- Assigned task -
Extract precisely the lines of the entries below, from the first line through the line containing "go to stderr".

- Data shown -
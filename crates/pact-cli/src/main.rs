//! pact CLI: enforce source contracts over a serialized Program Model.
//!
//! `pact check --model <dump.json>` analyzes every module and exits 0 when
//! clean, 1 on violations, 2 on usage or load errors. See `pact --help`.

use clap::Parser;

mod cli_args;
mod commands;

use cli_args::{Cli, Commands};

/// Logs go to stderr so stdout stays machine-readable. `PACT_LOG` overrides
/// the level picked from `--verbose`.
fn init_tracing(verbose: bool) {
    use tracing_subscriber::EnvFilter;

    let level = if verbose { "info" } else { "warn" };
    let filter = EnvFilter::try_from_env("PACT_LOG").unwrap_or_else(|_| EnvFilter::new(level));
    let _ = tracing_subscriber::fmt()
        .with_env_filter(filter)
        .with_target(false)
        .with_writer(std::io::stderr)
        .compact()
        .try_init();
}

fn main() {
    let cli = Cli::parse();
    init_tracing(cli.verbose);

    let formatter: Box<dyn pact_output::OutputFormatter> = if cli.json {
        Box::new(pact_output::json::JsonFormatter)
    } else {
        Box::new(pact_output::human::HumanFormatter)
    };

    let exit_code = match cli.command {
        Commands::Check {
            model,
            config_dir,
            suppress,
            facts,
            export_facts,
            modules,
        } => commands::check::run(
            &*formatter,
            commands::check::CheckArgs {
                model,
                config_dir,
                suppress,
                facts,
                export_facts,
                modules,
            },
        ),
        Commands::Facts { model, config_dir } => {
            commands::facts::run(&*formatter, model, config_dir)
        }
    };

    std::process::exit(exit_code);
}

- Result of this exercise -
filename crates/pact-cli/src/main.rs
//! pact CLI: enforce source contracts over a serialized Program Model.
//!
//! `pact check --model <dump.json>` analyzes every module and exits 0 when
//! clean, 1 on violations, 2 on usage or load errors. See `pact --help`.

use clap::Parser;

mod cli_args;
mod commands;

use cli_args::{Cli, Commands};

/// Logs go to stderr so stdout stays machine-readable. `PACT_LOG` overrides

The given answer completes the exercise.